Fundamental to our mission is a commitment to providing a platform for outstanding North Carolina talent. We’re especially privileged to have had a close relationship with Doc Watson, the incomparable guitarist and singer from Deep Gap in the heart of the Blue Ridge Mountains. We organized a special tribute to Doc shortly after his death in 2012. Other North Carolina legends who have graced our stage include Earl Scruggs and Etta Baker, as well as younger traditional artists such as Sheila Kay Adams, the Red Clay Ramblers, Riley Baugus, the Carolina Chocolate Drops, David Holt, and Bryan Sutton. We’ve also been pleased to catch the Avett Brothers on their rise to national fame, and to lend the stage on multiple occasions to homegrown singer-songwriter Tift Merritt. She’ll be with us again this summer along with Tar Heel artists Mipso, Mandolin Orange, Rhiannon Giddens, and Superchunk.
Speaking of singer-songwriters, we’ve welcomed some of the best: Emmylou Harris, Joan Baez, Mary Chapin Carpenter, Jeff Tweedy, Glen Hansard, Patty Griffin, Buddy Miller, Neko Case, Brandi Carlile, the Indigo Girls, Bruce Hornsby, Iris DeMent, and more.
The series has taken a turn toward bigger productions and more indie rock in recent years. This has been made possible through our partnership with Cat’s Cradle, the famed rock club in Carrboro, North Carolina.

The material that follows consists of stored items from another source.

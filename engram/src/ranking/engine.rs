use std::sync::Arc;

use chrono::Utc;
use serde_json::Value;
use unicode_segmentation::UnicodeSegmentation;

use crate::extract::normalize_content;
use crate::llm::{prompts, CompletionOptions, LlmProvider};
use crate::models::{FactSearchHit, FactSearchResult};

/// How many of the top-ranked results are offered to the LLM reranker.
const RERANK_WINDOW: usize = 20;
/// Dedup window over the normalized content prefix.
const DEDUP_PREFIX_GRAPHEMES: usize = 100;

const SUPERSEDED_MULTIPLIER: f32 = 0.3;
const LATEST_MULTIPLIER: f32 = 1.3;
const RERANK_ORIGINAL_WEIGHT: f32 = 0.4;
const RERANK_SCORE_WEIGHT: f32 = 0.6;

#[derive(Debug, Clone, Copy)]
pub struct RankingOptions {
    pub include_history: bool,
    pub rerank: bool,
    pub limit: usize,
}

/// Orders vector-search hits for presentation: status and recency
/// adjustment, prefix dedup, optional LLM rerank, truncation.
pub struct RankingEngine {
    llm: Arc<LlmProvider>,
}

impl RankingEngine {
    pub fn new(llm: Arc<LlmProvider>) -> Self {
        Self { llm }
    }

    pub async fn rank(
        &self,
        query: &str,
        hits: Vec<FactSearchHit>,
        options: RankingOptions,
    ) -> Vec<FactSearchResult> {
        let now = Utc::now();
        let mut results: Vec<FactSearchResult> = hits
            .into_iter()
            .filter(|hit| !hit.fact.is_forgotten)
            .filter(|hit| options.include_history || hit.fact.is_latest)
            .map(|hit| {
                let status = if !hit.fact.is_latest {
                    SUPERSEDED_MULTIPLIER
                } else {
                    LATEST_MULTIPLIER
                };
                let age_days = (now - hit.fact.updated_at.max(hit.fact.created_at)).num_days();
                let score =
                    (hit.similarity * status * recency_multiplier(age_days)).clamp(0.0, 1.0);

                FactSearchResult {
                    id: hit.fact.id,
                    content: hit.fact.content,
                    kind: hit.fact.kind,
                    is_core: hit.fact.is_core,
                    is_latest: hit.fact.is_latest,
                    version: hit.fact.version,
                    tags: hit.fact.tags,
                    similarity: hit.similarity,
                    score,
                    rerank_score: None,
                    metadata: hit.fact.metadata,
                    updated_at: hit.fact.updated_at,
                }
            })
            .collect();

        results = dedup_by_prefix(results);
        results.sort_by(|a, b| b.score.total_cmp(&a.score));

        if options.rerank && !results.is_empty() {
            self.rerank_top(query, &mut results).await;
            results.sort_by(|a, b| b.score.total_cmp(&a.score));
        }

        results.truncate(options.limit);
        results
    }

    /// Rerank the head of the list via an LLM relevance call, blending the
    /// returned scores with the originals. Any failure falls back to a
    /// keyword-overlap boost; ranking never errors.
    async fn rerank_top(&self, query: &str, results: &mut [FactSearchResult]) {
        let window = results.len().min(RERANK_WINDOW);
        let head = &mut results[..window];

        let scores = match self.llm_rerank_scores(query, head).await {
            Some(scores) => scores,
            None => {
                tracing::debug!("Rerank unavailable, using keyword-overlap fallback");
                head.iter()
                    .map(|r| keyword_overlap(query, &r.content))
                    .collect()
            }
        };

        for (result, rerank) in head.iter_mut().zip(scores) {
            result.rerank_score = Some(rerank);
            result.score = (RERANK_ORIGINAL_WEIGHT * result.score
                + RERANK_SCORE_WEIGHT * rerank)
                .clamp(0.0, 1.0);
        }
    }

    async fn llm_rerank_scores(&self, query: &str, head: &[FactSearchResult]) -> Option<Vec<f32>> {
        if !self.llm.is_available() {
            return None;
        }
        let contents: Vec<&str> = head.iter().map(|r| r.content.as_str()).collect();
        let prompt = prompts::rerank_prompt(query, &contents);

        // small numeric output, so cap it alongside the zero temperature
        let options = CompletionOptions {
            max_tokens: Some(256),
            ..CompletionOptions::deterministic()
        };
        let value = match self.llm.complete_json(&prompt, Some(&options)).await {
            Ok(v) => v,
            Err(e) => {
                tracing::warn!(error = %e, "Rerank call failed");
                return None;
            }
        };
        let scores: Vec<f32> = value
            .as_array()?
            .iter()
            .filter_map(Value::as_f64)
            .map(|s| s.clamp(0.0, 1.0) as f32)
            .collect();
        if scores.len() != head.len() {
            tracing::warn!(
                expected = head.len(),
                got = scores.len(),
                "Rerank returned wrong score count"
            );
            return None;
        }
        Some(scores)
    }
}

/// `1 + 0.5 × (1 − min(ageDays, 365)/365)`: fresh facts approach 1.5x, facts
/// a year or more old get no boost.
fn recency_multiplier(age_days: i64) -> f32 {
    let age = age_days.max(0).min(365) as f32;
    1.0 + 0.5 * (1.0 - age / 365.0)
}

/// Collapse results whose normalized content shares its first 100 graphemes.
/// First occurrence wins; callers sort afterwards.
fn dedup_by_prefix(results: Vec<FactSearchResult>) -> Vec<FactSearchResult> {
    let mut seen: Vec<String> = Vec::new();
    results
        .into_iter()
        .filter(|r| {
            let normalized = normalize_content(&r.content);
            let prefix: String = normalized
                .graphemes(true)
                .take(DEDUP_PREFIX_GRAPHEMES)
                .collect();
            if seen.contains(&prefix) {
                false
            } else {
                seen.push(prefix);
                true
            }
        })
        .collect()
}

/// Share of the query's substantive terms that appear in the content.
fn keyword_overlap(query: &str, content: &str) -> f32 {
    let query_terms: Vec<String> = normalize_content(query)
        .split_whitespace()
        .filter(|w| w.len() > 2)
        .map(str::to_string)
        .collect();
    if query_terms.is_empty() {
        return 0.0;
    }
    let content_normalized = normalize_content(content);
    let content_terms: Vec<&str> = content_normalized.split_whitespace().collect();
    let matched = query_terms
        .iter()
        .filter(|t| content_terms.contains(&t.as_str()))
        .count();
    matched as f32 / query_terms.len() as f32
}
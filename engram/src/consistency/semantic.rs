//! Embedding-based contradiction sweep. Runs after a new fact is saved with
//! its embedding; a second safety net behind the lexical path, using a
//! smaller (entity, attribute) signature set.

use std::sync::LazyLock;

use regex::Regex;

/// The attribute families the semantic path recognizes.
#[derive(Debug, Clone, PartialEq, Eq)]
pub enum Attribute {
    Location,
    Workplace,
    Job,
    Favorite(String),
    Age,
}

#[derive(Debug, Clone, PartialEq, Eq)]
pub struct Signature {
    pub entity: String,
    pub attribute: Attribute,
}

static ENTITY: LazyLock<Regex> =
    LazyLock::new(|| Regex::new(r"^(User|[A-Z][a-z]+(?: [A-Z][a-z]+)?)(?:'s)?\b").unwrap());

static LOCATION: LazyLock<Regex> = LazyLock::new(|| {
    Regex::new(r"(?i)\b(?:lives in|living in|based in|moved to|relocated to)\b").unwrap()
});

static WORKPLACE: LazyLock<Regex> =
    LazyLock::new(|| Regex::new(r"(?i)\bworks (?:at|for)\b").unwrap());

static JOB: LazyLock<Regex> = LazyLock::new(|| {
    Regex::new(r"(?i)\b(?:is an? [\w ]*(?:engineer|developer|designer|manager|analyst|scientist|teacher|nurse|doctor|writer|consultant|researcher|architect)|works as)\b").unwrap()
});

static FAVORITE: LazyLock<Regex> =
    LazyLock::new(|| Regex::new(r"(?i)\bfavou?rite (\w+)").unwrap());

static AGE: LazyLock<Regex> =
    LazyLock::new(|| Regex::new(r"(?i)\b\d{1,3} years old\b").unwrap());

/// Extract the (entity, attribute) signature of a fact's content. `None` when
/// the content has no recognizable subject or attribute, which keeps the
/// semantic path conservative.
pub fn extract_signature(content: &str) -> Option<Signature> {
    let entity = ENTITY.captures(content)?[1].to_string();

    let attribute = if let Some(caps) = FAVORITE.captures(content) {
        Attribute::Favorite(caps[1].to_lowercase())
    } else if LOCATION.is_match(content) {
        Attribute::Location
    } else if WORKPLACE.is_match(content) {
        Attribute::Workplace
    } else if JOB.is_match(content) {
        Attribute::Job
    } else if AGE.is_match(content) {
        Attribute::Age
    } else {
        return None;
    };

    Some(Signature { entity, attribute })
}

/// Whether two contents describe the same attribute of the same entity.
pub fn signatures_match(new_content: &str, existing_content: &str) -> bool {
    match (extract_signature(new_content), extract_signature(existing_content)) {
        (Some(a), Some(b)) => a == b,
        _ => false,
    }
}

Without the support of the Cradle and its owner, Frank Heath, it’s doubtful we could have taken on the likes of Wilco, Sheryl Crow, or this season’s co-bill with Andrew Bird and Scottish indie band Belle & Sebastian.
I’ll conclude my survey of the first two decades of concerts at the NCMA with a look at our Music-Movie Combo—a live performance followed by a film on our large outdoor movie screen.
The concept formed almost accidentally in the second year of the program when we had the opportunity to show the classic Beatles movie A Hard Day’s Night. It’s not generally known that the film was produced by an American named Walter Shenson. We had the good fortune of persuading Mr. Shenson to bring his personal 35mm print to the Museum (it was otherwise unavailable) and conduct a Q&A after the screening. We opened the event with a performance by the Charlotte-based Beatles cover band The Spongetones. Altogether it made for a terrific evening and inspired other imaginative music-movie pairings.
The combo format reached its zenith in 2014 when the incomparable Lisa Fischer, who has been the principal backup singer for the Rolling Stones since 1989, performed her first major solo concert before a screening of the Academy Award–winning documentary 20 Feet from Stardom. Ms. Fischer is one of the stars of the film.
As we look ahead, we’ll strive as always to present distinguished artists from home and abroad in a manner that honors the high standards of the North Carolina Museum of Art. We’re grateful for the public support we’ve enjoyed over these two decades, and we’ll continue to work hard to enrich and energize the NCMA experience with great live performance for many years to come.
George Holt is the director of performing arts and film at the NCMA.